ArcFace: Additive Angular Margin Loss for Deep Face Recognition
15 Jun 2019-pp 4690-4699
TL;DR: This paper presents arguably the most extensive experimental evaluation against all recent state-of-the-art face recognition methods on ten face recognition benchmarks, and shows that ArcFace consistently outperforms the state of the art and can be easily implemented with negligible computational overhead.
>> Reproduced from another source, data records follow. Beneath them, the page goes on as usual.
//! Query orchestration
//!
//! Owns the lifecycle of the single in-flight question: endpoint protocol,
//! the worker thread streaming the answer back, and the service enforcing
//! at-most-one-in-flight with cooperative cancellation.

pub mod endpoint;
pub mod request;
pub mod service;
pub mod worker;

pub use endpoint::EndpointConfig;
pub use request::{CancelToken, QueryFault, QueryId, QueryRequest, QueryResponse};
pub use service::{HttpTransport, QueryEvent, QueryService, QueryState, QueryTransport};
//! Startup configuration
//!
//! Loaded once from a YAML (or JSON, which YAML subsumes) file and handed
//! to the core as an immutable struct. Missing fields take defaults, so a
//! minimal file only names what it changes.

use std::fs;
use std::path::Path;
use std::time::Duration;

use anyhow::Context;
use log::debug;
use serde::{Deserialize, Serialize};

#[derive(Debug, Clone, Serialize, Deserialize)]
pub struct Settings {
    /// Model identifier passed to the endpoint
    #[serde(default = "default_model")]
    pub model: String,

    /// System prompt sent with every request
    #[serde(default = "default_system_prompt")]
    pub system_prompt: String,

    #[serde(default = "default_max_output_tokens")]
    pub max_output_tokens: u32,

    /// Base URL of the LLM endpoint
    #[serde(default = "default_api_endpoint")]
    pub api_endpoint: String,

    /// Name of the environment variable holding the API key
    #[serde(default = "default_api_key_env_var")]
    pub api_key_env_var: String,

    /// Character budget for context extracted around the focus
    #[serde(default = "default_context_char_budget")]
    pub context_char_budget: usize,

    /// Character budget for the whole assembled prompt
    #[serde(default = "default_prompt_char_budget")]
    pub prompt_char_budget: usize,

    /// How many past turns may be replayed into a prompt
    #[serde(default = "default_history_turn_limit")]
    pub history_turn_limit: usize,

    /// Bound on the wait for the first response byte
    #[serde(default = "default_first_byte_timeout_ms")]
    pub first_byte_timeout_ms: u64,

    /// UI font size passthrough; the core does not interpret it
    #[serde(default, skip_serializing_if = "Option::is_none")]
    pub font_size: Option<u16>,
}

fn default_model() -> String {
    "gemini-2.0-flash".to_string()
}

fn default_system_prompt() -> String {
    "You are a helpful assistant for someone reading a document. \
     Answer concisely and stick to what the provided excerpt supports."
        .to_string()
}

fn default_max_output_tokens() -> u32 {
    1024
}

fn default_api_endpoint() -> String {
    "https://generativelanguage.googleapis.com".to_string()
}

fn default_api_key_env_var() -> String {
    "GEMINI_API_KEY".to_string()
}

fn default_context_char_budget() -> usize {
    6000
}

fn default_prompt_char_budget() -> usize {
    24_000
}

fn default_history_turn_limit() -> usize {
    8
}

fn default_first_byte_timeout_ms() -> u64 {
    30_000
}

impl Default for Settings {
    fn default() -> Self {
        Self {
            model: default_model(),
            system_prompt: default_system_prompt(),
            max_output_tokens: default_max_output_tokens(),
            api_endpoint: default_api_endpoint(),
            api_key_env_var: default_api_key_env_var(),
            context_char_budget: default_context_char_budget(),
            prompt_char_budget: default_prompt_char_budget(),
            history_turn_limit: default_history_turn_limit(),
            first_byte_timeout_ms: default_first_byte_timeout_ms(),
            font_size: None,
        }
    }
}

impl Settings {
    #[must_use]
    pub fn first_byte_timeout(&self) -> Duration {
        Duration::from_millis(self.first_byte_timeout_ms)
    }
}

pub fn load_settings(path: &Path) -> anyhow::Result<Settings> {
    let content = fs::read_to_string(path)
        .with_context(|| format!("failed to read settings file {path:?}"))?;
    let settings: Settings = serde_yaml::from_str(&content)
        .with_context(|| format!("failed to parse settings file {path:?}"))?;
    debug!("loaded settings from {path:?}: {settings:?}");
    Ok(settings)
}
Abstract: One of the main challenges in feature learning using Deep Convolutional Neural Networks (DCNNs) for large-scale face recognition is the design of appropriate loss functions that can enhance the discriminative power. Centre loss penalises the distance between deep features and their corresponding class centres in the Euclidean space to achieve intra-class compactness. SphereFace assumes that the linear transformation matrix in the last fully connected layer can be used as a representation of the class centres in the angular space and therefore penalises the angles between deep features and their corresponding weights in a multiplicative way. Recently, a popular line of research is to incorporate margins in well-established loss functions in order to maximise face class separability. In this paper, we propose an Additive Angular Margin Loss (ArcFace) to obtain highly discriminative features for face recognition. The proposed ArcFace has a clear geometric interpretation due to its exact correspondence to geodesic distance on a hypersphere. We present arguably the most extensive experimental evaluation against all recent state-of-the-art face recognition methods on ten face recognition benchmarks which includes a new large-scale image database with trillions of pairs and a large-scale video dataset. We show that ArcFace consistently outperforms the state of the art and can be easily implemented with negligible computational overhead. To facilitate future research, the code has been made available.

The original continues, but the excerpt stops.